impl PendingBlock {
    pub(crate) fn for_env(env: &Environment) -> Self {
        Self {
            gas_pool: env.gas_pool,
            profit: U256::ZERO,
            tcount: 0,
            cumulative_gas_used: env
                .receipts
                .last()
                .map(|r| r.cumulative_gas_used)
                .unwrap_or_default(),
            txs: Vec::new(),
            receipts: Vec::new(),
        }
    }

    pub(crate) fn gas_remaining(&self) -> u64 {
        self.gas_pool.gas()
    }

    pub(crate) fn profit(&self) -> U256 {
        self.profit
    }

    pub(crate) fn tcount(&self) -> usize {
        self.tcount
    }

    /// Folds every pending field into the base environment. The state is
    /// already there; only the bookkeeping moves.
    pub(crate) fn fold_into(self, env: &mut Environment) {
        env.gas_pool = self.gas_pool;
        env.profit = env.profit.saturating_add(self.profit);
        env.tcount += self.tcount;
        env.txs.extend(self.txs);
        env.receipts.extend(self.receipts);
    }

    /// Validates and executes one transaction, folding its effects into
    /// the pending fields on success. State writes go straight through to
    /// the environment's StateDb; a failing execution has already
    /// self-reverted inside the Evm.
    pub(crate) fn commit_tx<E: Evm>(
        &mut self,
        env: &mut Environment,
        tx: &SignedTransaction,
        chain: &ChainData,
        evm: &E,
    ) -> (SkipCode, Result<Receipt, TxCommitError>) {
        if tx.gas_limit > self.gas_pool.gas() {
            return (
                SkipCode::PopTx,
                Err(TxCommitError::GasLimitExceeded {
                    gas: tx.gas_limit,
                    remaining: self.gas_pool.gas(),
                }),
            );
        }

        let recovered = match env.signer.recover(tx) {
            Ok(recovered) => recovered,
            Err(err) => return (SkipCode::PopTx, Err(err.into())),
        };
        if chain.is_blacklisted(recovered.signer()) {
            return (
                SkipCode::PopTx,
                Err(TxCommitError::BlacklistedAddress(recovered.signer())),
            );
        }
        if let TxKind::Call(to) = tx.to {
            if chain.is_blacklisted(to) {
                return (SkipCode::PopTx, Err(TxCommitError::BlacklistedAddress(to)));
            }
        }

        let outcome = match evm.execute(&mut env.state, &env.header, &recovered) {
            Ok(outcome) => outcome,
            Err(err) => {
                // a stale nonce means the sender's next tx may still fit;
                // a state-level failure says nothing about the tx at all
                let skip = match err {
                    ExecutionError::NonceTooLow { .. } => SkipCode::ShiftTx,
                    ExecutionError::State(_) => SkipCode::NoChange,
                    _ => SkipCode::PopTx,
                };
                return (skip, Err(err.into()));
            }
        };

        self.gas_pool
            .sub_gas(outcome.gas_used)
            .expect("tx gas limit was checked against the pool");
        self.cumulative_gas_used += outcome.gas_used;

        let tip = tx.effective_gas_tip(env.header.base_fee).unwrap_or_default();
        self.profit = self
            .profit
            .saturating_add(U256::from(tip).saturating_mul(U256::from(outcome.gas_used)));

        let receipt = Receipt {
            tx_hash: tx.hash(),
            success: outcome.success,
            gas_used: outcome.gas_used,
            cumulative_gas_used: self.cumulative_gas_used,
            contract_address: outcome.contract_address,
        };
        self.tcount += 1;
        self.txs.push(recovered);
        self.receipts.push(receipt.clone());
        (SkipCode::ShiftTx, Ok(receipt))
    }

    /// Commits a bundle atomically: all state and pending effects of the
    /// attempt are rolled back on any failure, including the post-commit
    /// gas and profit checks.
    pub(crate) fn commit_bundle<E: Evm>(
        &mut self,
        env: &mut Environment,
        sim: &SimulatedBundle,
        chain: &ChainData,
        evm: &E,
        interrupt: Option<&AtomicBool>,
        algo: &AlgorithmConfig,
    ) -> Result<(), BundleCommitError> {
        if sim.mev_gas_price.is_none() {
            return Err(BundleCommitError::MevGasPriceNotSet);
        }
        if sim.bundle.block_number != env.header.number {
            return Err(BundleCommitError::TargetBlockMismatch {
                target: sim.bundle.block_number,
                block: env.header.number,
            });
        }

        let checkpoint = self.checkpoint();
        let coinbase = env.header.coinbase;
        let coinbase_before = env.state.balance(coinbase);
        let gas_before = self.gas_pool.gas();
        env.state.multi_tx_snapshot()?;

        let result = self
            .commit_bundle_txs(env, sim, chain, evm, interrupt)
            .and_then(|()| {
                let actual_gas_used = gas_before - self.gas_pool.gas();
                let allowed =
                    sim.total_gas_used + sim.total_gas_used / BUNDLE_GAS_TOLERANCE_QUOTIENT;
                if actual_gas_used > allowed {
                    return Err(BundleCommitError::GasUsedAboveSimulated {
                        actual: actual_gas_used,
                        simulated: sim.total_gas_used,
                    });
                }
                let actual_profit = env.state.balance(coinbase).saturating_sub(coinbase_before);
                enforce_profit_threshold(algo, sim.profit, actual_profit)?;
                Ok(actual_profit)
            });

        match result {
            Ok(actual_profit) => {
                env.state.multi_tx_snapshot_commit();
                // the measured coinbase delta supersedes the per-tx tips
                // accumulated inside the loop
                self.profit = checkpoint.profit.saturating_add(actual_profit);
                Ok(())
            }
            Err(err) => {
                env.state.multi_tx_snapshot_revert();
                self.restore(checkpoint);
                Err(err)
            }
        }
    }

    fn commit_bundle_txs<E: Evm>(
        &mut self,
        env: &mut Environment,
        sim: &SimulatedBundle,
        chain: &ChainData,
        evm: &E,
        interrupt: Option<&AtomicBool>,
    ) -> Result<(), BundleCommitError> {
        for tx in &sim.bundle.txs {
            if is_interrupted(interrupt) {
                return Err(BundleCommitError::Interrupted);
            }
            let hash = tx.hash();
            let (_, result) = self.commit_tx(env, tx, chain, evm);
            match result {
                Ok(receipt) => {
                    if !receipt.success && !sim.bundle.can_revert(hash) {
                        return Err(BundleCommitError::TxReverted(hash));
                    }
                }
                Err(err) => {
                    if sim.bundle.can_revert(hash) {
                        trace!(target: "block_builder", tx = %hash, %err, "skipping revertible bundle tx");
                        continue;
                    }
                    return Err(BundleCommitError::TxFailed {
                        tx: hash,
                        source: err,
                    });
                }
            }
        }
        Ok(())
    }

    /// Commits a share bundle atomically and pays the declared refunds
    /// out of the measured coinbase profit via builder-signed transfers.
    pub(crate) fn commit_share_bundle<E: Evm>(
        &mut self,
        env: &mut Environment,
        sim: &SimulatedShareBundle,
        chain: &ChainData,
        evm: &E,
        interrupt: Option<&AtomicBool>,
        algo: &AlgorithmConfig,
        payout_signer: Option<&PrivateKeySigner>,
    ) -> Result<(), BundleCommitError> {
        if sim.mev_gas_price.is_none() {
            return Err(BundleCommitError::MevGasPriceNotSet);
        }
        if sim.bundle.block_number != env.header.number {
            return Err(BundleCommitError::TargetBlockMismatch {
                target: sim.bundle.block_number,
                block: env.header.number,
            });
        }

        let checkpoint = self.checkpoint();
        let coinbase = env.header.coinbase;
        let coinbase_before = env.state.balance(coinbase);
        env.state.multi_tx_snapshot()?;

        let result = self
            .commit_share_bundle_txs(env, sim, chain, evm, interrupt)
            .and_then(|()| {
                let profit = env.state.balance(coinbase).saturating_sub(coinbase_before);
                enforce_profit_threshold(algo, sim.profit, profit)?;
                self.pay_refunds(env, sim, chain, evm, payout_signer, profit)?;
                Ok(profit)
            });

        match result {
            Ok(profit) => {
                env.state.multi_tx_snapshot_commit();
                self.profit = checkpoint.profit.saturating_add(profit);
                Ok(())
            }
            Err(err) => {
                env.state.multi_tx_snapshot_revert();
                self.restore(checkpoint);
                Err(err)
            }
        }
    }

    fn commit_share_bundle_txs<E: Evm>(
        &mut self,
        env: &mut Environment,
        sim: &SimulatedShareBundle,
        chain: &ChainData,
        evm: &E,
        interrupt: Option<&AtomicBool>,
    ) -> Result<(), BundleCommitError> {
        for body in &sim.bundle.txs {
            if is_interrupted(interrupt) {
                return Err(BundleCommitError::Interrupted);
            }
            let hash = body.tx.hash();

            // own scope per tx so a dropped transaction leaves no trace
            let tx_checkpoint = self.checkpoint();
            env.state.multi_tx_snapshot()?;
            let (_, result) = self.commit_tx(env, &body.tx, chain, evm);
            match result {
                Ok(receipt) if receipt.success => {
                    env.state.multi_tx_snapshot_commit();
                }
                Ok(_) => match body.revert {
                    RevertBehavior::NotAllowed => {
                        env.state.multi_tx_snapshot_revert();
                        self.restore(tx_checkpoint);
                        return Err(BundleCommitError::TxReverted(hash));
                    }
                    RevertBehavior::AllowedIncluded => {
                        env.state.multi_tx_snapshot_commit();
                    }
                    RevertBehavior::AllowedExcluded => {
                        env.state.multi_tx_snapshot_revert();
                        self.restore(tx_checkpoint);
                        trace!(target: "block_builder", tx = %hash, "dropping reverted share bundle tx");
                    }
                },
                Err(err) => {
                    env.state.multi_tx_snapshot_revert();
                    self.restore(tx_checkpoint);
                    if body.revert.can_revert() {
                        trace!(target: "block_builder", tx = %hash, %err, "skipping failed share bundle tx");
                        continue;
                    }
                    return Err(BundleCommitError::TxFailed {
                        tx: hash,
                        source: err,
                    });
                }
            }
        }
        Ok(())
    }

    fn pay_refunds<E: Evm>(
        &mut self,
        env: &mut Environment,
        sim: &SimulatedShareBundle,
        chain: &ChainData,
        evm: &E,
        payout_signer: Option<&PrivateKeySigner>,
        profit: U256,
    ) -> Result<(), BundleCommitError> {
        if sim.bundle.refunds.is_empty() {
            return Ok(());
        }
        let signer = payout_signer.ok_or(BundleCommitError::NoPayoutSigner)?;
        let payout_cost =
            U256::from(PAYOUT_TX_GAS).saturating_mul(U256::from(env.header.base_fee));

        for Refund { percent, .. } in &sim.bundle.refunds {
            let refund_value = profit.saturating_mul(U256::from(*percent)) / U256::from(100u64);
            if refund_value <= payout_cost {
                return Err(BundleCommitError::NotEnoughRefundForGas {
                    available: refund_value,
                    required: payout_cost,
                });
            }
            let to = sim.bundle.refund_recipient;
            let value = refund_value - payout_cost;
            let payout = build_payout_tx(env, chain, signer, to, value)
                .ok_or(BundleCommitError::PayoutFailed { to, value })?;
            let (_, result) = self.commit_tx(env, &payout, chain, evm);
            match result {
                Ok(receipt) if receipt.success => {}
                _ => return Err(BundleCommitError::PayoutFailed { to, value }),
            }
        }
        Ok(())
    }

    fn checkpoint(&self) -> PendingCheckpoint {
        PendingCheckpoint {
            gas: self.gas_pool.gas(),
            profit: self.profit,
            tcount: self.tcount,
            cumulative_gas_used: self.cumulative_gas_used,
            txs_len: self.txs.len(),
            receipts_len: self.receipts.len(),
        }
    }

    fn restore(&mut self, checkpoint: PendingCheckpoint) {
        self.gas_pool = GasPool::new(checkpoint.gas);
        self.profit = checkpoint.profit;
        self.tcount = checkpoint.tcount;
        self.cumulative_gas_used = checkpoint.cumulative_gas_used;
        self.txs.truncate(checkpoint.txs_len);
        self.receipts.truncate(checkpoint.receipts_len);
    }
}
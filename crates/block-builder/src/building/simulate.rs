//! Bundle simulation pre-pass.
//!
//! Runs a bundle against a clone of the environment to derive the
//! metadata the merge algorithms order and police by: total gas, total
//! value to the coinbase, the mev gas price and the expected profit. The
//! builder itself consumes [`SimulatedBundle`] values and never
//! re-simulates.

use crate::building::{ChainData, Environment, EnvironmentDiff, TxCommitError};
use crate::evm::Evm;
use crate::primitives::{
    MevBundle, RevertBehavior, ShareBundle, SimulatedBundle, SimulatedShareBundle,
};
use alloy_primitives::{B256, U256};
use tracing::trace;

#[derive(Debug, Clone, PartialEq, Eq, thiserror::Error)]
pub enum BundleSimError {
    #[error("bundle tx {tx} failed in simulation: {source}")]
    TxFailed {
        tx: B256,
        #[source]
        source: TxCommitError,
    },
    #[error("bundle tx {0} reverted in simulation")]
    TxReverted(B256),
}

/// Simulates `bundle` on a fork of `env`. Fails the way the real commit
/// would: a non-revertible transaction failing or reverting sinks it.
pub fn simulate_bundle<E: Evm>(
    env: &Environment,
    bundle: MevBundle,
    chain: &ChainData,
    evm: &E,
) -> Result<SimulatedBundle, BundleSimError> {
    let mut fork = env.clone();
    let coinbase = fork.header.coinbase;
    let coinbase_before = fork.state.balance(coinbase);
    let gas_before = fork.gas_pool.gas();

    let mut diff = EnvironmentDiff::new(&mut fork);
    for tx in &bundle.txs {
        let hash = tx.hash();
        let (_, result) = diff.commit_tx(tx, chain, evm);
        match result {
            Ok(receipt) => {
                if !receipt.success && !bundle.can_revert(hash) {
                    return Err(BundleSimError::TxReverted(hash));
                }
            }
            Err(err) => {
                if bundle.can_revert(hash) {
                    trace!(target: "block_builder", tx = %hash, %err, "revertible tx dropped in simulation");
                    continue;
                }
                return Err(BundleSimError::TxFailed {
                    tx: hash,
                    source: err,
                });
            }
        }
    }
    diff.apply_to_base_env();

    let total_gas_used = gas_before - fork.gas_pool.gas();
    let total_eth = fork.state.balance(coinbase).saturating_sub(coinbase_before);
    let mev_gas_price = (total_gas_used > 0).then(|| total_eth / U256::from(total_gas_used));
    Ok(SimulatedBundle {
        bundle,
        mev_gas_price,
        total_eth,
        total_gas_used,
        profit: total_eth,
    })
}

/// Simulates a share bundle on a fork of `env`. Refund payouts are not
/// part of the simulation; the profit figure is the coinbase delta the
/// bundle body produces.
pub fn simulate_share_bundle<E: Evm>(
    env: &Environment,
    bundle: ShareBundle,
    chain: &ChainData,
    evm: &E,
) -> Result<SimulatedShareBundle, BundleSimError> {
    let mut fork = env.clone();
    let coinbase = fork.header.coinbase;
    let coinbase_before = fork.state.balance(coinbase);
    let gas_before = fork.gas_pool.gas();

    let mut diff = EnvironmentDiff::new(&mut fork);
    for body in &bundle.txs {
        let hash = body.tx.hash();
        let (_, result) = diff.commit_tx(&body.tx, chain, evm);
        match result {
            Ok(receipt) => {
                if !receipt.success && matches!(body.revert, RevertBehavior::NotAllowed) {
                    return Err(BundleSimError::TxReverted(hash));
                }
            }
            Err(err) => {
                if body.revert.can_revert() {
                    trace!(target: "block_builder", tx = %hash, %err, "revertible tx dropped in simulation");
                    continue;
                }
                return Err(BundleSimError::TxFailed {
                    tx: hash,
                    source: err,
                });
            }
        }
    }
    diff.apply_to_base_env();

    let total_gas_used = gas_before - fork.gas_pool.gas();
    let profit = fork.state.balance(coinbase).saturating_sub(coinbase_before);
    let mev_gas_price = (total_gas_used > 0).then(|| profit / U256::from(total_gas_used));
    Ok(SimulatedShareBundle {
        bundle,
        mev_gas_price,
        total_gas_used,
        profit,
    })
}

#[cfg(test)]
mod tests {
    use super::*;
    use crate::evm::HarnessVm;
    use crate::primitives::{BlockHeader, SignedTransaction, Transaction};
    use crate::state::StateDb;
    use alloy_primitives::{Address, Bytes, TxKind};
    use alloy_signer::SignerSync;
    use alloy_signer_local::PrivateKeySigner;
    use std::collections::HashSet;

    const CHAIN_ID: u64 = 1;

    fn test_env(funded: &[Address]) -> Environment {
        let mut state = StateDb::new();
        for address in funded {
            state.set_balance(*address, U256::from(10u64).pow(U256::from(18u64)));
        }
        let header = BlockHeader {
            parent_hash: B256::ZERO,
            number: 1,
            timestamp: 1_700_000_000,
            gas_limit: 1_000_000,
            base_fee: 1,
            coinbase: Address::repeat_byte(0xc0),
        };
        Environment::new(header, CHAIN_ID, state)
    }

    fn transfer(key: &PrivateKeySigner, nonce: u64, tip: u128) -> SignedTransaction {
        let tx = Transaction {
            chain_id: CHAIN_ID,
            nonce,
            max_priority_fee_per_gas: tip,
            max_fee_per_gas: tip + 1,
            gas_limit: 21_000,
            to: TxKind::Call(Address::repeat_byte(7)),
            value: U256::ZERO,
            input: Bytes::new(),
        };
        let signature = key.sign_hash_sync(&tx.signature_hash()).unwrap();
        SignedTransaction::new(tx, signature)
    }

    #[test]
    fn derives_gas_price_from_coinbase_value() {
        let key = PrivateKeySigner::random();
        let env = test_env(&[key.address()]);
        let chain = ChainData::new(CHAIN_ID, HashSet::new());

        let bundle = MevBundle::new(vec![transfer(&key, 0, 3), transfer(&key, 1, 3)], 1);
        let sim = simulate_bundle(&env, bundle, &chain, &HarnessVm::new()).unwrap();

        assert_eq!(sim.total_gas_used, 42_000);
        assert_eq!(sim.total_eth, U256::from(3 * 42_000u64));
        assert_eq!(sim.mev_gas_price, Some(U256::from(3u64)));
        // simulation never touches the caller's environment
        assert_eq!(env.tcount(), 0);
        assert_eq!(env.gas_pool().gas(), 1_000_000);
    }

    #[test]
    fn nonce_collision_fails_the_simulation() {
        let key = PrivateKeySigner::random();
        let env = test_env(&[key.address()]);
        let chain = ChainData::new(CHAIN_ID, HashSet::new());

        let bundle = MevBundle::new(vec![transfer(&key, 0, 3), transfer(&key, 0, 3)], 1);
        let err = simulate_bundle(&env, bundle, &chain, &HarnessVm::new()).unwrap_err();
        assert!(matches!(err, BundleSimError::TxFailed { .. }));
    }
}
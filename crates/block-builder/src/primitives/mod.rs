//! Core data types shared across the builder.

mod block;
mod bundle;
mod transaction;

pub use block::{BlockHeader, Receipt};
pub use bundle::{
    MevBundle, Refund, RevertBehavior, ShareBundle, ShareBundleTx, SimulatedBundle,
    SimulatedShareBundle, UsedShareBundle,
};
pub use transaction::{ChainSigner, Recovered, RecoveryError, SignedTransaction, Transaction};
//! Account representation.

use alloy_primitives::{Bytes, U256};
use std::collections::BTreeMap;

/// A single account: balance, nonce, code and storage, plus the flags the
/// block builder cares about. Storage keeps only non-zero slots; writing
/// zero removes the slot so that a set-then-clear round trip is
/// indistinguishable from never writing.
#[derive(Debug, Clone, Default, PartialEq, Eq)]
pub struct Account {
    pub balance: U256,
    pub nonce: u64,
    /// Immutable once set.
    pub code: Bytes,
    pub storage: BTreeMap<U256, U256>,
    /// Marked by SELFDESTRUCT; the account is dropped from the state
    /// commitment but stays in the map until the enclosing scope settles.
    pub self_destructed: bool,
    /// Whether any mutation has touched this account.
    pub touched: bool,
}

impl Account {
    /// An account that carries no value, no history and no code.
    pub fn is_empty(&self) -> bool {
        self.balance.is_zero() && self.nonce == 0 && self.code.is_empty()
    }

    pub fn has_code(&self) -> bool {
        !self.code.is_empty()
    }

    pub fn storage_slot(&self, slot: U256) -> U256 {
        self.storage.get(&slot).copied().unwrap_or_default()
    }
}
//! Transaction primitives and the signature recovery boundary.
//!
//! Transactions are EIP-1559 shaped: a fee cap, a priority fee and a
//! canonical RLP encoding that doubles as the signing payload. All
//! k256-dependent recovery logic is kept here so the rest of the crate only
//! sees [`Recovered`] values.

use alloy_primitives::{keccak256, Address, Bytes, Signature, TxKind, B256, U256};
use alloy_rlp::{BufMut, Encodable};
use std::ops::Deref;

/// An unsigned dynamic-fee transaction.
#[derive(Debug, Clone, PartialEq, Eq)]
pub struct Transaction {
    pub chain_id: u64,
    pub nonce: u64,
    pub max_priority_fee_per_gas: u128,
    pub max_fee_per_gas: u128,
    pub gas_limit: u64,
    pub to: TxKind,
    pub value: U256,
    pub input: Bytes,
}

impl Transaction {
    fn rlp_fields_length(&self) -> usize {
        self.chain_id.length()
            + self.nonce.length()
            + self.max_priority_fee_per_gas.length()
            + self.max_fee_per_gas.length()
            + self.gas_limit.length()
            + self.to.length()
            + self.value.length()
            + self.input.length()
    }

    fn rlp_encode_fields(&self, out: &mut dyn BufMut) {
        self.chain_id.encode(out);
        self.nonce.encode(out);
        self.max_priority_fee_per_gas.encode(out);
        self.max_fee_per_gas.encode(out);
        self.gas_limit.encode(out);
        self.to.encode(out);
        self.value.encode(out);
        self.input.encode(out);
    }

    /// Hash of the unsigned payload; the message that gets signed.
    pub fn signature_hash(&self) -> B256 {
        keccak256(alloy_rlp::encode(self))
    }

    /// The tip this transaction pays on top of `base_fee`, capped by the
    /// priority fee. `None` when the fee cap does not cover the base fee;
    /// such transactions are unincludable and never enter the order heap.
    pub fn effective_gas_tip(&self, base_fee: u64) -> Option<u128> {
        let base_fee = u128::from(base_fee);
        if self.max_fee_per_gas < base_fee {
            return None;
        }
        Some(self.max_priority_fee_per_gas.min(self.max_fee_per_gas - base_fee))
    }

    /// Per-gas price actually charged to the sender: base fee plus tip.
    pub fn effective_gas_price(&self, base_fee: u64) -> Option<u128> {
        self.effective_gas_tip(base_fee)
            .map(|tip| u128::from(base_fee) + tip)
    }
}

impl Encodable for Transaction {
    fn encode(&self, out: &mut dyn BufMut) {
        alloy_rlp::Header {
            list: true,
            payload_length: self.rlp_fields_length(),
        }
        .encode(out);
        self.rlp_encode_fields(out);
    }

    fn length(&self) -> usize {
        let payload = self.rlp_fields_length();
        alloy_rlp::length_of_length(payload) + payload
    }
}

/// A signed transaction with its hash computed once at construction.
#[derive(Debug, Clone, PartialEq, Eq)]
pub struct SignedTransaction {
    tx: Transaction,
    signature: Signature,
    hash: B256,
}

impl SignedTransaction {
    pub fn new(tx: Transaction, signature: Signature) -> Self {
        let mut this = Self {
            tx,
            signature,
            hash: B256::ZERO,
        };
        this.hash = keccak256(alloy_rlp::encode(&this));
        this
    }

    pub fn hash(&self) -> B256 {
        self.hash
    }

    pub fn signature(&self) -> &Signature {
        &self.signature
    }

    pub fn tx(&self) -> &Transaction {
        &self.tx
    }

    /// Canonical wire bytes. Two transactions are the same transaction
    /// exactly when these bytes are equal.
    pub fn rlp_bytes(&self) -> Vec<u8> {
        alloy_rlp::encode(self)
    }

    fn rlp_fields_length(&self) -> usize {
        self.tx.rlp_fields_length()
            + self.signature.v().length()
            + self.signature.r().length()
            + self.signature.s().length()
    }
}

impl Encodable for SignedTransaction {
    fn encode(&self, out: &mut dyn BufMut) {
        alloy_rlp::Header {
            list: true,
            payload_length: self.rlp_fields_length(),
        }
        .encode(out);
        self.tx.rlp_encode_fields(out);
        self.signature.v().encode(out);
        self.signature.r().encode(out);
        self.signature.s().encode(out);
    }

    fn length(&self) -> usize {
        let payload = self.rlp_fields_length();
        alloy_rlp::length_of_length(payload) + payload
    }
}

impl Deref for SignedTransaction {
    type Target = Transaction;

    fn deref(&self) -> &Transaction {
        &self.tx
    }
}

/// Sender recovery failures.
#[derive(Debug, Clone, PartialEq, Eq, thiserror::Error)]
pub enum RecoveryError {
    #[error("transaction chain id {tx} does not match chain id {expected}")]
    WrongChainId { tx: u64, expected: u64 },
    #[error("invalid transaction signature")]
    InvalidSignature,
}

/// Chain-id-bound signature recovery policy.
#[derive(Debug, Clone, Copy, PartialEq, Eq)]
pub struct ChainSigner {
    chain_id: u64,
}

impl ChainSigner {
    pub fn new(chain_id: u64) -> Self {
        Self { chain_id }
    }

    pub fn chain_id(&self) -> u64 {
        self.chain_id
    }

    /// Recovers the sender, rejecting transactions bound to another chain.
    pub fn recover(&self, tx: &SignedTransaction) -> Result<Recovered<SignedTransaction>, RecoveryError> {
        if tx.chain_id != self.chain_id {
            return Err(RecoveryError::WrongChainId {
                tx: tx.chain_id,
                expected: self.chain_id,
            });
        }
        let signer = tx
            .signature
            .recover_address_from_prehash(&tx.tx.signature_hash())
            .map_err(|_| RecoveryError::InvalidSignature)?;
        Ok(Recovered::new_unchecked(tx.clone(), signer))
    }
}

/// A value paired with its recovered sender.
#[derive(Debug, Clone, PartialEq, Eq)]
pub struct Recovered<T> {
    signer: Address,
    inner: T,
}

impl<T> Recovered<T> {
    /// Pairs a value with a sender address without re-deriving it.
    pub fn new_unchecked(inner: T, signer: Address) -> Self {
        Self { signer, inner }
    }

    pub fn signer(&self) -> Address {
        self.signer
    }

    pub fn inner(&self) -> &T {
        &self.inner
    }

    pub fn into_inner(self) -> T {
        self.inner
    }
}

impl<T> Deref for Recovered<T> {
    type Target = T;

    fn deref(&self) -> &T {
        &self.inner
    }
}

═══

Look through the entries for the string "percent". Every line that has it belongs in the answer.

* [Task output]
        for Refund { percent, .. } in &sim.bundle.refunds {
            let refund_value = profit.saturating_mul(U256::from(*percent)) / U256::from(100u64);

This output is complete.